Re: Scenarios doc updated from Stefan Hakansson LK on 2012-01-17 (public-media-capture@w3.org from January 2012)

From: Stefan Hakansson LK <stefan.lk.hakansson@ericsson.com>
Date: Tue, 17 Jan 2012 09:15:14 +0100
To: Travis Leithead <travis.leithead@microsoft.com>
CC: "public-media-capture@w3.org" <public-media-capture@w3.org>
Message-ID: <4F152E12.1080906@ericsson.com>
On 01/16/2012 09:08 PM, Travis Leithead wrote:
> Great feedback.
>
> A few thoughts below. I'll get to work on incorporating this feedback
> today or tomorrow.
>
> -Travis
>
>> -----Original Message----- From: Stefan Hakansson LK
>> [mailto:stefan.lk.hakansson@ericsson.com]
>>
>> On scenarios: ============= * It is not stated what should happen
>> when the browser tab that has been allowed to capture is not in
>> focus.

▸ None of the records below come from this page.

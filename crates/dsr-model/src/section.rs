//! Section types produced by the extraction and template-parsing
//! collaborators. The core reads these; it never mutates them.

use serde::{Deserialize, Serialize};

/// One section of the target report template.
#[derive(Debug, Clone, PartialEq, Eq, Serialize, Deserialize)]
pub struct TemplateSection {
    /// Dotted-decimal id (`"3.1.2"`) or a label (`"Executive Summary"`).
    pub section_id: String,
    /// Section heading text.
    pub title: String,
    /// Template body / author instructions for this section.
    #[serde(default)]
    pub body: String,
    /// Ordered citation strings this section draws evidence from.
    #[serde(default)]
    pub required_sources: Vec<String>,
    /// True for sections the template marks as not to be populated.
    #[serde(default)]
    pub ignore: bool,
}

/// One section of the source Drug Safety Report.
#[derive(Debug, Clone, PartialEq, Eq, Serialize, Deserialize)]
pub struct DsrSection {
    /// Dotted-decimal section number within the DSR.
    pub section_num: String,
    /// Section heading text.
    pub title: String,
    /// File the section was extracted from.
    #[serde(default)]
    pub file: String,
    /// Extracted section text.
    #[serde(default)]
    pub content: String,
}

/// An author-declared link between a DSR section and the template,
/// carrying the citations that justify it. Highest-priority mapping input.
#[derive(Debug, Clone, PartialEq, Eq, Serialize, Deserialize)]
pub struct MappingTableEntry {
    /// DSR section id the entry is keyed by.
    pub dsr_section_id: String,
    /// Title as written in the mapping table.
    #[serde(default)]
    pub dsr_title: String,
    /// Citation strings listed for this section.
    #[serde(default)]
    pub source_refs: Vec<String>,
}
use dsr_model::{ContentIndex, SourceRef};
use dsr_resolve::resolve_sources;

fn ib_index() -> ContentIndex {
    ContentIndex::from([
        ("2.3".to_string(), "This is the content of IB section 2.3.".to_string()),
        ("4.3.3".to_string(), "Safety data from section 4.3.3.".to_string()),
        ("6.1".to_string(), "Adverse events summary.".to_string()),
    ])
}

fn refs(items: &[&str]) -> Vec<String> {
    items.iter().map(|s| (*s).to_string()).collect()
}

#[test]
fn single_ib_found() {
    let result = resolve_sources(&refs(&["IB 2.3"]), &ib_index(), None, None);
    assert_eq!(result.len(), 1);
    let r = &result[0];
    assert_eq!(r.original_ref, "IB 2.3");
    assert_eq!(
        r.source,
        SourceRef::Ib {
            section: Some("2.3".to_string())
        }
    );
    assert_eq!(r.content, "This is the content of IB section 2.3.");
    assert!(r.found);
}

#[test]
fn single_ib_not_found() {
    let result = resolve_sources(&refs(&["IB 9.9"]), &ib_index(), None, None);
    assert_eq!(result.len(), 1);
    let r = &result[0];
    assert!(!r.found);
    assert!(r.content.contains("ADDITIONAL DATA NEEDED"));
    assert!(r.content.contains("IB"));
    assert!(r.content.contains("9.9"));
}

#[test]
fn ib_not_found_with_empty_index() {
    let result = resolve_sources(&refs(&["IB 9.9"]), &ContentIndex::new(), None, None);
    assert!(!result[0].found);
    assert!(result[0].content.contains("IB"));
    assert!(result[0].content.contains("9.9"));
}

#[test]
fn multiple_refs_keep_order() {
    let result = resolve_sources(&refs(&["IB 2.3", "IB 9.9", "IB 6.1"]), &ib_index(), None, None);
    assert_eq!(result.len(), 3);
    assert!(result[0].found);
    assert_eq!(result[0].content, "This is the content of IB section 2.3.");
    assert!(!result[1].found);
    assert!(result[2].found);
    assert_eq!(result[2].content, "Adverse events summary.");
}

#[test]
fn bare_ib_placeholder() {
    let result = resolve_sources(&refs(&["IB"]), &ib_index(), None, None);
    let r = &result[0];
    assert_eq!(r.source, SourceRef::Ib { section: None });
    assert!(!r.found);
    assert!(r.content.contains("Investigator's Brochure was referenced without"));
}

#[test]
fn empty_input_yields_empty_output() {
    let result = resolve_sources(&[], &ib_index(), None, None);
    assert!(result.is_empty());
}

#[test]
fn pbrer_without_index_names_the_flag() {
    let result = resolve_sources(&refs(&["PBRER Section 5"]), &ib_index(), None, None);
    let r = &result[0];
    assert!(!r.found);
    assert!(r.content.contains("ADDITIONAL DATA NEEDED"));
    assert!(r.content.contains("PBRER Section 5"));
    assert!(r.content.contains("--pbrer-index"));
}

#[test]
fn pbrer_resolved_from_secondary_index() {
    let pbrer = ContentIndex::from([
        ("1.3".to_string(), "PBRER 1.3 content".to_string()),
        ("5.1.2".to_string(), "PBRER 5.1.2 content".to_string()),
    ]);
    let result = resolve_sources(&refs(&["PBRER 1.3"]), &ib_index(), Some(&pbrer), None);
    assert!(result[0].found);
    assert_eq!(result[0].content, "PBRER 1.3 content");

    let result = resolve_sources(&refs(&["PBRER 9.9"]), &ib_index(), Some(&pbrer), None);
    assert!(!result[0].found);
    assert!(result[0].content.contains("9.9"));
}

#[test]
fn literature_matches_in_either_direction() {
    let literature = ContentIndex::from([(
        "UpToDate".to_string(),
        "UpToDate clinical summary".to_string(),
    )]);
    let result = resolve_sources(&refs(&["UpToDate"]), &ib_index(), None, Some(&literature));
    assert!(result[0].found);
    assert_eq!(result[0].content, "UpToDate clinical summary");

    // Citation longer than the key still matches.
    let result = resolve_sources(
        &refs(&["UpToDate drug review"]),
        &ib_index(),
        None,
        Some(&literature),
    );
    assert!(result[0].found);
}

#[test]
fn literature_miss_asks_for_an_entry() {
    let result = resolve_sources(&refs(&["Medline"]), &ib_index(), None, None);
    assert!(!result[0].found);
    assert!(result[0].content.contains("ADDITIONAL DATA NEEDED"));
    assert!(result[0].content.contains("Medline"));
}

#[test]
fn unknown_refs_get_generic_placeholder() {
    let result = resolve_sources(&refs(&["Some random text"]), &ib_index(), None, None);
    let r = &result[0];
    assert_eq!(r.source, SourceRef::Unknown);
    assert!(!r.found);
    assert!(r.content.contains("could not be classified"));
}

#[test]
fn mixed_sources_resolve_independently() {
    let pbrer = ContentIndex::from([("1.3".to_string(), "PBRER 1.3 content".to_string())]);
    let literature = ContentIndex::from([(
        "UpToDate".to_string(),
        "UpToDate clinical summary".to_string(),
    )]);
    let result = resolve_sources(
        &refs(&["IB 2.3", "PBRER 1.3", "UpToDate"]),
        &ib_index(),
        Some(&pbrer),
        Some(&literature),
    );
    assert_eq!(result.len(), 3);
    assert!(result.iter().all(|r| r.found));
}

#[test]
fn compound_refs_expand_before_resolution() {
    let index = ContentIndex::from([
        ("1.2".to_string(), "Formulation details.".to_string()),
        ("3.2".to_string(), "Dosing information.".to_string()),
        ("5.1".to_string(), "Clinical trial exposure data.".to_string()),
        ("5.6".to_string(), "Post-marketing safety data.".to_string()),
    ]);

    let result = resolve_sources(&refs(&["IB Sections 1.2, 3.2"]), &index, None, None);
    assert_eq!(result.len(), 2);
    assert_eq!(result[0].content, "Formulation details.");
    assert_eq!(result[1].content, "Dosing information.");

    let result = resolve_sources(&refs(&["IB Section 5.1, 5.6"]), &index, None, None);
    assert_eq!(result.len(), 2);
    assert!(result.iter().all(|r| r.found));

    let result = resolve_sources(
        &refs(&["IB Sections 1.2, 3.2 (Formulations/Dosing)"]),
        &index,
        None,
        None,
    );
    assert_eq!(result.len(), 2);
    assert!(result.iter().all(|r| r.found));
}

#[test]
fn ib_table_resolves_by_value_scan() {
    let index = ContentIndex::from([(
        "6.4.1".to_string(),
        "Table 30 Pralsetinib Treatment-Emergent Shifts in labs.".to_string(),
    )]);

    let result = resolve_sources(&refs(&["IB Table 30"]), &index, None, None);
    assert_eq!(result.len(), 1);
    assert!(result[0].found);
    assert!(result[0].content.contains("Table 30"));

    let result = resolve_sources(&refs(&["IB Table 999"]), &index, None, None);
    assert!(!result[0].found);
    assert!(result[0].content.contains("ADDITIONAL DATA NEEDED"));
    assert!(result[0].content.contains("999"));
}

#[test]
fn table_scan_follows_document_order() {
    // "9.1" precedes "10.2" in the brochure even though it sorts after it
    // lexicographically; the scan must honor the document's order.
    let index = ContentIndex::from([
        ("9.1".to_string(), "Table 7 early occurrence.".to_string()),
        ("10.2".to_string(), "Table 7 later occurrence.".to_string()),
    ]);
    let result = resolve_sources(&refs(&["IB Table 7"]), &index, None, None);
    assert!(result[0].found);
    assert_eq!(result[0].content, "Table 7 early occurrence.");
}

#[test]
fn literature_match_follows_insertion_order() {
    let mut literature = ContentIndex::new();
    literature.insert("UpToDate review".to_string(), "First entry.".to_string());
    literature.insert("UpToDate".to_string(), "Second entry.".to_string());
    let result = resolve_sources(&refs(&["UpToDate"]), &ib_index(), None, Some(&literature));
    assert!(result[0].found);
    assert_eq!(result[0].content, "First entry.");
}

#[test]
fn table_scan_requires_word_boundary() {
    // "Table 305" must not satisfy a citation of Table 30.
    let index = ContentIndex::from([(
        "6.4".to_string(),
        "Table 305 lists concomitant medications.".to_string(),
    )]);
    let result = resolve_sources(&refs(&["IB Table 30"]), &index, None, None);
    assert!(!result[0].found);
}

#[test]
fn resolved_content_is_cleaned() {
    let index = ContentIndex::from([(
        "2.3".to_string(),
        "CONFIDENTIAL\nDrug background content.\nPage 4 of 120".to_string(),
    )]);
    let result = resolve_sources(&refs(&["IB 2.3"]), &index, None, None);
    assert!(result[0].found);
    assert_eq!(result[0].content, "Drug background content.");
}

#[test]
fn placeholders_are_not_cleaned() {
    // A miss keeps its bracketed placeholder verbatim even though the
    // cleaner would strip a bare bracketed line of boilerplate shape.
    let result = resolve_sources(&refs(&["IB 9.9"]), &ContentIndex::new(), None, None);
    assert!(result[0].content.starts_with("[ADDITIONAL DATA NEEDED:"));
    assert!(result[0].content.ends_with(']'));
}
use comfy_table::modifiers::UTF8_ROUND_CORNERS;
use comfy_table::presets::UTF8_FULL_CONDENSED;
use comfy_table::{Attribute, Cell, CellAlignment, Color, ContentArrangement, Table};

use dsr_model::{MatchMethod, SectionMapping};

use crate::commands::{MapOutcome, ResolveOutcome};

const METHOD_ORDER: [MatchMethod; 7] = [
    MatchMethod::MappingTable,
    MatchMethod::ExactTitle,
    MatchMethod::VectorSimilarity,
    MatchMethod::TitleMatch,
    MatchMethod::ConceptualMatch,
    MatchMethod::ContentMatch,
    MatchMethod::NoMatch,
];

pub fn print_map_summary(outcome: &MapOutcome) {
    println!("Mappings: {}", outcome.output_path.display());
    let mut table = Table::new();
    table.set_header(vec![header_cell("Match method"), header_cell("Sections")]);
    apply_table_style(&mut table);
    align_column(&mut table, 1, CellAlignment::Right);
    for method in METHOD_ORDER {
        let count = count_method(&outcome.mappings, method);
        table.add_row(vec![Cell::new(method.as_str()), method_count_cell(method, count)]);
    }
    table.add_row(vec![
        Cell::new("TOTAL")
            .fg(Color::Cyan)
            .add_attribute(Attribute::Bold),
        Cell::new(outcome.mappings.len()).add_attribute(Attribute::Bold),
    ]);
    println!("{table}");
}

pub fn print_resolve_summary(outcome: &ResolveOutcome) {
    println!("Resolutions: {}", outcome.output_path.display());
    let mut table = Table::new();
    table.set_header(vec![
        header_cell("Template section"),
        header_cell("Sources"),
        header_cell("Found"),
        header_cell("Placeholders"),
    ]);
    apply_table_style(&mut table);
    for index in 1..=3 {
        align_column(&mut table, index, CellAlignment::Right);
    }
    let mut total_found = 0usize;
    let mut total_missing = 0usize;
    for (section_id, records) in &outcome.resolved {
        let found = records.iter().filter(|r| r.found).count();
        let missing = records.len() - found;
        total_found += found;
        total_missing += missing;
        table.add_row(vec![
            Cell::new(section_id)
                .fg(Color::Blue)
                .add_attribute(Attribute::Bold),
            Cell::new(records.len()),
            count_cell(found, Color::Green),
            count_cell(missing, Color::Yellow),
        ]);
    }
    table.add_row(vec![
        Cell::new("TOTAL")
            .fg(Color::Cyan)
            .add_attribute(Attribute::Bold),
        Cell::new(total_found + total_missing).add_attribute(Attribute::Bold),
        count_cell(total_found, Color::Green).add_attribute(Attribute::Bold),
        count_cell(total_missing, Color::Yellow).add_attribute(Attribute::Bold),
    ]);
    println!("{table}");
}

fn count_method(mappings: &[SectionMapping], method: MatchMethod) -> usize {
    mappings.iter().filter(|m| m.match_method == method).count()
}

fn method_count_cell(method: MatchMethod, count: usize) -> Cell {
    if count == 0 {
        return dim_cell(count);
    }
    match method {
        MatchMethod::NoMatch => Cell::new(count).fg(Color::Red).add_attribute(Attribute::Bold),
        _ => Cell::new(count).fg(Color::Green),
    }
}

fn count_cell(count: usize, color: Color) -> Cell {
    if count == 0 {
        dim_cell(count)
    } else {
        Cell::new(count).fg(color)
    }
}

fn apply_table_style(table: &mut Table) {
    table
        .load_preset(UTF8_FULL_CONDENSED)
        .apply_modifier(UTF8_ROUND_CORNERS)
        .set_content_arrangement(ContentArrangement::Dynamic)
        .set_width(100);
}

fn align_column(table: &mut Table, index: usize, alignment: CellAlignment) {
    if let Some(column) = table.column_mut(index) {
        column.set_cell_alignment(alignment);
    }
}

fn header_cell(label: &str) -> Cell {
    Cell::new(label)
        .fg(Color::Cyan)
        .add_attribute(Attribute::Bold)
}

fn dim_cell<T: ToString>(value: T) -> Cell {
    Cell::new(value).fg(Color::DarkGrey)
}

I bring this up since one of the Speech JavaScript API
>> Specifications
>> (http://lists.w3.org/Archives/Public/public-webapps/2011OctDec/att-1696/speechapi.html#security)
>> proposed that capture should stop in such cases, while that kind
>> of behavior is not at all what you would want in e.g. a
>> conferencing scenario (where you would often like to use another
>> browser tab to check out things while being in the conference)
>
> This indeed is an interesting scenario. I would love to hear other's
> thoughts on this. We'll walk a fine line between user privacy (e.g.,
> seems like a bad idea to just leave the user's camera on when they
> switch away from an active browser tab), and usability (e.g., in
> conferencing scenarios). Perhaps the use of a PeerConnection can
> trigger some state change in implementations such that they persist
> after switching tabs?

I think Randell provided good feedback here - I have little to add.

>
>
>
>> * There is no scenario that uses the screen of the device as input.
>> To give some background, screen sharing is a use case for webrtc
>> (use case 4.7.2 in
>> http://datatracker.ietf.org/doc/draft-ietf-rtcweb-use-cases-and-
>> requirements/?include_text=1). Some experimentation has been
>> carried out, using getUserMedia, and it was found being a viable
>> way forward (using "screen" as hint). I don't know how this should
>> be handled vis a vi the Media Capture TF, but it seems to me that
>> it should be included. What do others think?
>
> Good scenario, I'll see if I can incorporate it into an existing
> scenario as a variation; if not, I'll spin up another scenario for
> it.

Dito.

>
>
>
>> * There is no scenario with several cam's used in parallel, in
>> section 4.2.9 of
>> http://datatracker.ietf.org/doc/draft-ietf-rtcweb-use-cases-and-
>> requirements/?include_text=1 two cameras are used in parallel for
>> part of the session. Perhaps this is too constrained, but I think
>> something where more than one is used should be in the doc.
>
> Scenario 2.4 (Video diary at the Coliseum) uses two webcams in
> parallel, but only records from one of them at a time. How would you
> suggest that be changed?

Would it not be possible to use both at the same time while recording, 
capturing a video of both himself and the Coliseum? When 
"playing/viewing" the diary, the layout could be such that Albert's head 
is overlayed as a small video in the corner of the main (showing 
Coliseum) for parts of the sequence.

Or incorporate the "hockey" use case. (Randell had further suggestions).

>
>
>> * Other comments: ================= * Section 5.3.1. About audio
>> preview, I don't really understand all of that. What we (in our
>> prototyping) have been using for pre-view is a video element which
>> we set up as "muted". Would that not be the normal way to do it?
>> And of course you should be able to add a meter of some kind
>> indicating the levels you get from the mic (to be able to adjust).
>
> I'm calling out the problem of previewing your own local audio input
> (not hearing audio from a PeerConnection or other source). I suspect
> (but have not confirmed), that this can be a major problem. First
> off, none of the six scenarios require this capability The concern I
> see is that in most simple use cases, the developer will request both
> audio and video capabilities from getUserMedia. Then they'll attach
> that MediaStream to a video element. Let's say the device is a
> laptop. The laptop's array microphone will be enabled. When the user
> speaks, the array-mic will send the signal through to the PC's
> speakers which will amplify and blast that sound back to the user,
> some of which will get picked up by the array-mic again and be sent
> out the speakers... I'm somewhat familiar with this based on some
> amateur work I've done in live sound performances.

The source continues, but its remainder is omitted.